=== Begin Enclosure ===

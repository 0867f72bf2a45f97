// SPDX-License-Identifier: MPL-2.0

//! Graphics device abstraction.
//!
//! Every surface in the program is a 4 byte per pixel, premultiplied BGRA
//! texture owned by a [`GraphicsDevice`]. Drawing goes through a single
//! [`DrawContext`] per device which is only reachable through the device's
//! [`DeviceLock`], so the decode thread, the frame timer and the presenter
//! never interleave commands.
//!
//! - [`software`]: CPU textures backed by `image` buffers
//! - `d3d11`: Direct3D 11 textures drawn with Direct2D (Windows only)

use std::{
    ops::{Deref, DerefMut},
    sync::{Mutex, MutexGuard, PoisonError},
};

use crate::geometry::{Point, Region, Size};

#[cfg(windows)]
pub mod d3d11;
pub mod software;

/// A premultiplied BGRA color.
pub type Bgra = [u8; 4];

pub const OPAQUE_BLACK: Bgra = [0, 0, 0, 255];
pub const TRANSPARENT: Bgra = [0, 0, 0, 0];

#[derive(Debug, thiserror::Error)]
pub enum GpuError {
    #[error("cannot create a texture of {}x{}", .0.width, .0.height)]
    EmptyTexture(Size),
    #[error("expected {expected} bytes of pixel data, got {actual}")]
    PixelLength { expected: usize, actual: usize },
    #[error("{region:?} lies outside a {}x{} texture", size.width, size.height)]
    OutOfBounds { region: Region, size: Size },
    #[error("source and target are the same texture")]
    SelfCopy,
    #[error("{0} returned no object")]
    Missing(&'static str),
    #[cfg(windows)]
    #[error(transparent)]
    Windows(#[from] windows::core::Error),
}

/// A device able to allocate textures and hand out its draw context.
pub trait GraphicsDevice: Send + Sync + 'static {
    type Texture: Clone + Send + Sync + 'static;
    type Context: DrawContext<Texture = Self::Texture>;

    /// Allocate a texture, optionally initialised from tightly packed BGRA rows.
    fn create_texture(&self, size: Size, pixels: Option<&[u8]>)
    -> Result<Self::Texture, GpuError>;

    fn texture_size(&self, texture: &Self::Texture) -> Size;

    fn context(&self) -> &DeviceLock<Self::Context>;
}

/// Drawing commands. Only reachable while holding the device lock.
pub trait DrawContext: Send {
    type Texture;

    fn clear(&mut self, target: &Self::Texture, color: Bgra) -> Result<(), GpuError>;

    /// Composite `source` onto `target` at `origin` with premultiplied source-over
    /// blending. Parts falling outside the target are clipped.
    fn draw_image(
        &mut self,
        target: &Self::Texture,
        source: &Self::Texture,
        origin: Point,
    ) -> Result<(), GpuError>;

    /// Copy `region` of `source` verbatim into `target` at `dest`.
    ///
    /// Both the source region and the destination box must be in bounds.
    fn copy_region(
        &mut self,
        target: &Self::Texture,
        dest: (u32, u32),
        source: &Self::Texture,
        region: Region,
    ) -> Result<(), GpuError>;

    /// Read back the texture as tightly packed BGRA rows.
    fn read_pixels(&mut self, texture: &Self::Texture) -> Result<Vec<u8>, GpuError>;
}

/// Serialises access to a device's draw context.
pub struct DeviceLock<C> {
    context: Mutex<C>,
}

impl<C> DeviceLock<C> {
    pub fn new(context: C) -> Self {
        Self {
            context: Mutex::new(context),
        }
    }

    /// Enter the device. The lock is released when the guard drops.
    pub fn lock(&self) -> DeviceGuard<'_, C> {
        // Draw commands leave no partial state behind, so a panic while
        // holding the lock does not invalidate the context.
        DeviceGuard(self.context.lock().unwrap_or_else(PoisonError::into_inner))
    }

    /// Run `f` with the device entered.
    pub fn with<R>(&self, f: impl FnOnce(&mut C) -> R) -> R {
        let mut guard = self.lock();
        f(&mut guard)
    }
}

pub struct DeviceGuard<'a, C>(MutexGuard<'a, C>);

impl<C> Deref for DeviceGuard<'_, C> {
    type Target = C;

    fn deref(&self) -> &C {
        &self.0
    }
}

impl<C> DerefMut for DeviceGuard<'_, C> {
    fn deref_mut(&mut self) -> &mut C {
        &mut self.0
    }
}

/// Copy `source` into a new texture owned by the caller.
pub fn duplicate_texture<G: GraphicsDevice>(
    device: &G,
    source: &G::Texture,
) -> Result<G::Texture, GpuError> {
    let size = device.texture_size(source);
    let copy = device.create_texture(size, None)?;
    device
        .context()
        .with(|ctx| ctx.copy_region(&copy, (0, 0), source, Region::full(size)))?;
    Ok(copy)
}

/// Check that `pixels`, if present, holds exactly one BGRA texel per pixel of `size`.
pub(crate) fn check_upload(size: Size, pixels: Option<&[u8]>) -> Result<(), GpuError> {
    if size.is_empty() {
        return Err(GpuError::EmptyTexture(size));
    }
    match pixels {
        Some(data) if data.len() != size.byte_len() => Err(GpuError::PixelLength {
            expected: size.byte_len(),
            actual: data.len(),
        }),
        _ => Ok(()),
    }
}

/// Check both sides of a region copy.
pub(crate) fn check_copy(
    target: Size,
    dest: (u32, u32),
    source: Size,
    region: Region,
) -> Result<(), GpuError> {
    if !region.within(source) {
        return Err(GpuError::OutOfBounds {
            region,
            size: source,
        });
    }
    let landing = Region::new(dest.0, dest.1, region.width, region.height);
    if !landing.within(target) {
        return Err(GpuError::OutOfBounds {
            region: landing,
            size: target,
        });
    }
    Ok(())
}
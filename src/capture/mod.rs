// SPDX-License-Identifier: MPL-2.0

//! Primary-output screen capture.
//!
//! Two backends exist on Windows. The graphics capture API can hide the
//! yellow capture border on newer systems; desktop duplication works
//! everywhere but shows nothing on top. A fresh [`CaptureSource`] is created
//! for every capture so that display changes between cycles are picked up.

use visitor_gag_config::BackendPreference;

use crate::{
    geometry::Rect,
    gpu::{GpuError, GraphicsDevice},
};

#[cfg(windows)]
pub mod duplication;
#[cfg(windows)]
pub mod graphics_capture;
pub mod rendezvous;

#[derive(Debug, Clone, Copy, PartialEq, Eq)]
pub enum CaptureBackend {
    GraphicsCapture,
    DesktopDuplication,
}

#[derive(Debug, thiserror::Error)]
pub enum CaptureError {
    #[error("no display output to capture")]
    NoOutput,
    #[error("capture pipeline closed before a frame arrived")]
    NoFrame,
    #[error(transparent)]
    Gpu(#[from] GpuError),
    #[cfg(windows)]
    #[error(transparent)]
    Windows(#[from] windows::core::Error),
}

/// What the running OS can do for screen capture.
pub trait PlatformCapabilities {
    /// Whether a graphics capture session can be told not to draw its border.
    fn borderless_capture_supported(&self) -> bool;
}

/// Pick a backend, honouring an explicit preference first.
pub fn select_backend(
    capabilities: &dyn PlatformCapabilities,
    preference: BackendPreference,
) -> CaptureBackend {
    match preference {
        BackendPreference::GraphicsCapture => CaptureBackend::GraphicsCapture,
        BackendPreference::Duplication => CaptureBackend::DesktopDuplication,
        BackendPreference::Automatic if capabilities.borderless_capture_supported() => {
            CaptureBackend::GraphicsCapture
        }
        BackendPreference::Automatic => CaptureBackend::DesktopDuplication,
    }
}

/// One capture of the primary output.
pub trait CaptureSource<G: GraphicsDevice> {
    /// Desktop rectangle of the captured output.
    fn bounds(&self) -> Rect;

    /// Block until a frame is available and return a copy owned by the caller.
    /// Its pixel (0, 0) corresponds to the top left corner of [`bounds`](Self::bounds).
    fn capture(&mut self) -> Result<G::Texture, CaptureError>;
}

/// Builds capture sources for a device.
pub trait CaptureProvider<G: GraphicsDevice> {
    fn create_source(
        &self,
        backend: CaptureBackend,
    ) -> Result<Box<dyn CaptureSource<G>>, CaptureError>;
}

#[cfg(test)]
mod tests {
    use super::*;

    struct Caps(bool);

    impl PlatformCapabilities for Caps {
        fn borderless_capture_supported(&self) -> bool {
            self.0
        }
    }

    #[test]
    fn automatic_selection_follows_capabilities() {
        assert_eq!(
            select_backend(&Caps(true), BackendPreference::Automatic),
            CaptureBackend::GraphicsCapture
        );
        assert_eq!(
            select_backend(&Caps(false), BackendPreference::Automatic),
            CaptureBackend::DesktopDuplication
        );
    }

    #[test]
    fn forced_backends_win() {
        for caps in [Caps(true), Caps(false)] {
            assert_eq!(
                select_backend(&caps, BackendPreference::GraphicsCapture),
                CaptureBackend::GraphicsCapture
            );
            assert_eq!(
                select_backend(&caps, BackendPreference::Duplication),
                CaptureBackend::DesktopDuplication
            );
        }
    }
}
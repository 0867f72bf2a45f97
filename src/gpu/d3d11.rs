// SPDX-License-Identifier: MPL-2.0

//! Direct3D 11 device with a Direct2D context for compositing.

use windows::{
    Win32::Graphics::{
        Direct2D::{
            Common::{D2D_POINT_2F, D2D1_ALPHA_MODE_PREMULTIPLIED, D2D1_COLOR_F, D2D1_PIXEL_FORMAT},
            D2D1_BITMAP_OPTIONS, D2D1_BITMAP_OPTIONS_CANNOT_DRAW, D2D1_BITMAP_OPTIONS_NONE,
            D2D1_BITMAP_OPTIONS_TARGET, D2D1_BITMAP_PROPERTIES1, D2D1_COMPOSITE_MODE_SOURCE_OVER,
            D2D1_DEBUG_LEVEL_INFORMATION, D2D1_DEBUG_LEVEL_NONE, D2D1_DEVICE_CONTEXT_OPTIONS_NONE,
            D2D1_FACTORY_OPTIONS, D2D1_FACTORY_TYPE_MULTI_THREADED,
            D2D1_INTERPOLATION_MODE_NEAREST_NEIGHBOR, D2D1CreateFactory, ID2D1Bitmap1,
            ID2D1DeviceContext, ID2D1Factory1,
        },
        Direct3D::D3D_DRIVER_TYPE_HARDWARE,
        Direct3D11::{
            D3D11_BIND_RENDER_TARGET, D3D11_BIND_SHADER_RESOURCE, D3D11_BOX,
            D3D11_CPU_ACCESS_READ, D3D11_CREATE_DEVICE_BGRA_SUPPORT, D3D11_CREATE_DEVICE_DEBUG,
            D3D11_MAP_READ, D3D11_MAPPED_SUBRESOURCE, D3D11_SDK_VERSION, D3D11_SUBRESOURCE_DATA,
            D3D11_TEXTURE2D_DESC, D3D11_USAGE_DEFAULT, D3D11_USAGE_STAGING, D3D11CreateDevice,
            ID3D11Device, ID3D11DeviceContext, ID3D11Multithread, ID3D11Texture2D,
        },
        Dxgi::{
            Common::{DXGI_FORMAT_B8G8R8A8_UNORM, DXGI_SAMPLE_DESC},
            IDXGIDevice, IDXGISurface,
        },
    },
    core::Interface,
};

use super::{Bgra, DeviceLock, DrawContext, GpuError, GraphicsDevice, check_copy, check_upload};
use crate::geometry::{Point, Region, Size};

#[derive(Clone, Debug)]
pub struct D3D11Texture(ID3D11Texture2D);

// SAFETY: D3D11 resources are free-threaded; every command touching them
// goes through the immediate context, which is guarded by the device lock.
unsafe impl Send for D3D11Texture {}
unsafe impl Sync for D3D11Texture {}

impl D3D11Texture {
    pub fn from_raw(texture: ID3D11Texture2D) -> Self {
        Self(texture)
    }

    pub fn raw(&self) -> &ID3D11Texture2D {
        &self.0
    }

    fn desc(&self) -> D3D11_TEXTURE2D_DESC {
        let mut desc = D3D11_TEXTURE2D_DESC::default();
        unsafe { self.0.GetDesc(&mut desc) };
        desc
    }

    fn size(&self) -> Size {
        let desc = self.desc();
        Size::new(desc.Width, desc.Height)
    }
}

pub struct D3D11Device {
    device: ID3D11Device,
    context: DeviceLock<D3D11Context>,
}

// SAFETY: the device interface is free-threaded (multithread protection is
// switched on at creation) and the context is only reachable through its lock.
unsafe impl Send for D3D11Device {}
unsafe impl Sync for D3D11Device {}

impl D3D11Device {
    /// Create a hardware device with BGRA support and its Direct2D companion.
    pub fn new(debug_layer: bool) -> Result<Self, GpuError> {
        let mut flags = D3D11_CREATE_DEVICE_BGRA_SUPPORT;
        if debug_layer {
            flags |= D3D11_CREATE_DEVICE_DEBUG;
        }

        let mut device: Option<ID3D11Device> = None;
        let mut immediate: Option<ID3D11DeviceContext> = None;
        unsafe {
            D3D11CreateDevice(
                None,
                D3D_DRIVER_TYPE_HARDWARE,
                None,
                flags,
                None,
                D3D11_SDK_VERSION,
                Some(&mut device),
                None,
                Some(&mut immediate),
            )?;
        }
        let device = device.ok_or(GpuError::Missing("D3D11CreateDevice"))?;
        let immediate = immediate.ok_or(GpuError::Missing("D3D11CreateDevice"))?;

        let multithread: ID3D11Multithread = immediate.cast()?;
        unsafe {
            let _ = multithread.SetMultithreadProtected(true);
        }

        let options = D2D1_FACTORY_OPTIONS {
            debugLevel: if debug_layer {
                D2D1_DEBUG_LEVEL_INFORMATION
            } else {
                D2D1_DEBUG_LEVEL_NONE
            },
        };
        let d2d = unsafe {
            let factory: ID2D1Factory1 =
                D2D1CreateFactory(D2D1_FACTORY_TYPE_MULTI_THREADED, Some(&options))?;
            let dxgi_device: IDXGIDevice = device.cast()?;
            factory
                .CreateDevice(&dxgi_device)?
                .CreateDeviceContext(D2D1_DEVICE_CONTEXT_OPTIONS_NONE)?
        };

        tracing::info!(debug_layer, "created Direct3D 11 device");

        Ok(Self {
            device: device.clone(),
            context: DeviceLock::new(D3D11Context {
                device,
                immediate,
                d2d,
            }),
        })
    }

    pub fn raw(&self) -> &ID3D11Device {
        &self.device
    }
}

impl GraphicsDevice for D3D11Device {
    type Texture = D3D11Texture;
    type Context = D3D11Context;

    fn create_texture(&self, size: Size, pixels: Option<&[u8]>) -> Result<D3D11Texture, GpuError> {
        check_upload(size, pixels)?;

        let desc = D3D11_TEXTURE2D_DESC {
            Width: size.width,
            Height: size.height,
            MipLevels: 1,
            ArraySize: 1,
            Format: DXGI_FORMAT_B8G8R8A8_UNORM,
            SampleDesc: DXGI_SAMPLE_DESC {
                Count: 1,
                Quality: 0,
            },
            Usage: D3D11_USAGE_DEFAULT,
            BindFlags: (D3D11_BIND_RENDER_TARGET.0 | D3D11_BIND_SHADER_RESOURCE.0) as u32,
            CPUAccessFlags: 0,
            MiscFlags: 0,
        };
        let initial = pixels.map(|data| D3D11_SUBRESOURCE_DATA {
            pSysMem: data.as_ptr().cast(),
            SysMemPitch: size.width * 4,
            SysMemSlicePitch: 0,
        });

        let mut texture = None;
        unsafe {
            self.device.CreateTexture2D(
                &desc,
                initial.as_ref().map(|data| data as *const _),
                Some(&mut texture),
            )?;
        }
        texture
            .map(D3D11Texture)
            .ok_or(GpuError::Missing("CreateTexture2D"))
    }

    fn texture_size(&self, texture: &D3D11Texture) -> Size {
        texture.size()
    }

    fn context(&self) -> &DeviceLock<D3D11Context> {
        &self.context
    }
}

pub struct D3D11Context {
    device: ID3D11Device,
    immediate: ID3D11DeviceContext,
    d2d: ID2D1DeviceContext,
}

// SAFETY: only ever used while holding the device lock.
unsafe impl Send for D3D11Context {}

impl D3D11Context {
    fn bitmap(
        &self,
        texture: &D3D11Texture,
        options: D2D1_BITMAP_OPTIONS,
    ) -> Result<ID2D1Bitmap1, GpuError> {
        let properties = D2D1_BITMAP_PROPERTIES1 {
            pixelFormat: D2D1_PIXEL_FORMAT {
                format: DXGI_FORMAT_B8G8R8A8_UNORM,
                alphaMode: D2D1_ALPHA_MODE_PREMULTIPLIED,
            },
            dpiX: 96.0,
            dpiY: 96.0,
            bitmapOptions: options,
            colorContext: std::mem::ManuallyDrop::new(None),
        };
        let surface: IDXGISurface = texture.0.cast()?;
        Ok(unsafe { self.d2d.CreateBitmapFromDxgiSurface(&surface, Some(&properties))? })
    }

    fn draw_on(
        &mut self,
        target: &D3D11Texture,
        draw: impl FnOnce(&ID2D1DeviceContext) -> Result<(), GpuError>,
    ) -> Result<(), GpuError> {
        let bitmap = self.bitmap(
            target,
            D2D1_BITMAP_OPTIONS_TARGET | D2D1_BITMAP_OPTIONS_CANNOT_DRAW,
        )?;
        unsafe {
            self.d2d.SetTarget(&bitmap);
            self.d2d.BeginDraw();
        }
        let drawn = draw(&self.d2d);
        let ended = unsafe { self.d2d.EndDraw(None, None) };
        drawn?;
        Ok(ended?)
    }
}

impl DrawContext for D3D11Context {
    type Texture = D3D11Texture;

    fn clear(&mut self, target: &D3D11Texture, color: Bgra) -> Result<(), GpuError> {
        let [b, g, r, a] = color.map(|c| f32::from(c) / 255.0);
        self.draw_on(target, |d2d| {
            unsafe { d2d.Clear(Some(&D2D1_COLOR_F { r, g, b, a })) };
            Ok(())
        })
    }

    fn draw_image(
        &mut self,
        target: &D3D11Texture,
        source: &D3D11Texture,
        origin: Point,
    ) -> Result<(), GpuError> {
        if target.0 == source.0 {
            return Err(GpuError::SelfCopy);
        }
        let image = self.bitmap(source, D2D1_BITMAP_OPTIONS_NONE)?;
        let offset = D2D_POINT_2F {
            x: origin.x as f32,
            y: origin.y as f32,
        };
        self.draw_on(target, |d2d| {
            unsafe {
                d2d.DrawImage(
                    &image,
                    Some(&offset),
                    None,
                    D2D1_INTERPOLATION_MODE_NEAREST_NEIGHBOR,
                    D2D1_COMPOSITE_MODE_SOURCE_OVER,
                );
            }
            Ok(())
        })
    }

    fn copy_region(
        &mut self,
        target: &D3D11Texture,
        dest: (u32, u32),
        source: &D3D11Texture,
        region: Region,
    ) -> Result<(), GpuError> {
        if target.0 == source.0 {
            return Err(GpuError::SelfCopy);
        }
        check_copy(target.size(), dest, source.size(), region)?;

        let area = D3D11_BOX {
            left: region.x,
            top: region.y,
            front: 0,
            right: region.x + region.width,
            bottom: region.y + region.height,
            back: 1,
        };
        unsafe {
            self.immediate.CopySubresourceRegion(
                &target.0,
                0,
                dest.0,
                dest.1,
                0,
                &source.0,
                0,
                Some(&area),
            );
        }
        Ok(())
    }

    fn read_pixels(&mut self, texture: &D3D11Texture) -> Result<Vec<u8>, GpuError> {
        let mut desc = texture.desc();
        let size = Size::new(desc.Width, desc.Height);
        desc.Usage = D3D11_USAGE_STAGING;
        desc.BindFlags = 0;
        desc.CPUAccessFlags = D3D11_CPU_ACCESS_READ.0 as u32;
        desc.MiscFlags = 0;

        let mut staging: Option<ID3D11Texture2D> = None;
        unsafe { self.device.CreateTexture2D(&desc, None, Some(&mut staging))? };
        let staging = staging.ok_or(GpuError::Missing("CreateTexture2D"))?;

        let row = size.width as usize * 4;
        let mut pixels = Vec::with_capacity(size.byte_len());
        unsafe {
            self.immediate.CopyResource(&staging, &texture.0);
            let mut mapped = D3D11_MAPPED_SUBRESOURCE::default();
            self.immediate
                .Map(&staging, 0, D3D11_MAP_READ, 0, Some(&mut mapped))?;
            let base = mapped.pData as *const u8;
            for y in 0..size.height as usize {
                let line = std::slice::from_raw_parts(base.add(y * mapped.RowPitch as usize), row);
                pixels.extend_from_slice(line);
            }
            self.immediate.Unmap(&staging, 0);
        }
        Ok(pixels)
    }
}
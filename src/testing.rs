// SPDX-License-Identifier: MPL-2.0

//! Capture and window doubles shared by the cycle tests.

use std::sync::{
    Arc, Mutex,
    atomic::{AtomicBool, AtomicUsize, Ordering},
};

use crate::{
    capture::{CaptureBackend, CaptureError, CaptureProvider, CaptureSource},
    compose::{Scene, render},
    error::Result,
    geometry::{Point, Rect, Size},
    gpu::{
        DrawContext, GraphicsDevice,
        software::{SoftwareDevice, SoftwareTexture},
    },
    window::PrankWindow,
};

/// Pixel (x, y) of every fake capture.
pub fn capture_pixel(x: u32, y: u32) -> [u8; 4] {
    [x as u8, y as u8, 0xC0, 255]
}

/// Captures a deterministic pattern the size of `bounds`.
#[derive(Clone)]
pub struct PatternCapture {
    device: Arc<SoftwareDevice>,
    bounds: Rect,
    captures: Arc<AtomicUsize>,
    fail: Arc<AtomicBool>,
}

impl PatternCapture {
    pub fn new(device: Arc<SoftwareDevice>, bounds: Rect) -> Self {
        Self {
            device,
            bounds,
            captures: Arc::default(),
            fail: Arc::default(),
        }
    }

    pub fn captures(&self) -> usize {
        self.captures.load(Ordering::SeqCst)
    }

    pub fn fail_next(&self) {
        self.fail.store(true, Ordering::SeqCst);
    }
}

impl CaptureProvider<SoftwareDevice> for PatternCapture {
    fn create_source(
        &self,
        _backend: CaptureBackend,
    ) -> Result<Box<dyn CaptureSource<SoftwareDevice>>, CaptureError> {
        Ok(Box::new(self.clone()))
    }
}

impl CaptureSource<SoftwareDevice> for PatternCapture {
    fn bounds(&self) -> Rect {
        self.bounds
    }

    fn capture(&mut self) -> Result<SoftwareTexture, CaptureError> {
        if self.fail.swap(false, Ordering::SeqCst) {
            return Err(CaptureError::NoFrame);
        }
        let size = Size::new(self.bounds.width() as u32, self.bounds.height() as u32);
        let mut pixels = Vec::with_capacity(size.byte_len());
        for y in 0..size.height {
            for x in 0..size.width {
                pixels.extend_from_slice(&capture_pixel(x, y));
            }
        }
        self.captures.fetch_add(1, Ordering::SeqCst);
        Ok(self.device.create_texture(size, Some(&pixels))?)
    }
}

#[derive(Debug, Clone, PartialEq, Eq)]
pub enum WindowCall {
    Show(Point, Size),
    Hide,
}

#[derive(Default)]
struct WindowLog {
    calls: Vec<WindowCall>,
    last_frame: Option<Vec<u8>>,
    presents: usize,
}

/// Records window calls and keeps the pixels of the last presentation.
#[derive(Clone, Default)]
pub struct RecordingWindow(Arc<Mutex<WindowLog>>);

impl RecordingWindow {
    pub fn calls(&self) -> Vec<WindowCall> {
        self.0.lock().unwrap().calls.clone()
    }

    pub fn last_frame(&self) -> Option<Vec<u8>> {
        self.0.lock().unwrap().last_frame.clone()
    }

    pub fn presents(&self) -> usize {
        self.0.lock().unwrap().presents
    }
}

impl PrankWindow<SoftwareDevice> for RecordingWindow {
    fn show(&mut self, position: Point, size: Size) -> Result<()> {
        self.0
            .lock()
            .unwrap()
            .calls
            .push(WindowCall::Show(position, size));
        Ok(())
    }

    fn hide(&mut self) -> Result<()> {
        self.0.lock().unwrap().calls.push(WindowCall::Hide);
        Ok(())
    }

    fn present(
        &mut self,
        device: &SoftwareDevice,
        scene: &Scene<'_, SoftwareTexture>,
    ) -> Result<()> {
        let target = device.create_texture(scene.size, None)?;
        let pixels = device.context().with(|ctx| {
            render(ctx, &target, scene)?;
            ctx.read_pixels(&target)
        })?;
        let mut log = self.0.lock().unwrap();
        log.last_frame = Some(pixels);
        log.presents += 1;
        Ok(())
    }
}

=== End Enclosure ===

Please give an exact copy of the lines above, beginning with the line containing "by the device lock." and running through the line containing "fn desc(&self) ->", and of no other lines.

### Task result
// goes through the immediate context, which is guarded by the device lock.
unsafe impl Send for D3D11Texture {}
unsafe impl Sync for D3D11Texture {}

impl D3D11Texture {
    pub fn from_raw(texture: ID3D11Texture2D) -> Self {
        Self(texture)
    }

    pub fn raw(&self) -> &ID3D11Texture2D {
        &self.0
    }

    fn desc(&self) -> D3D11_TEXTURE2D_DESC {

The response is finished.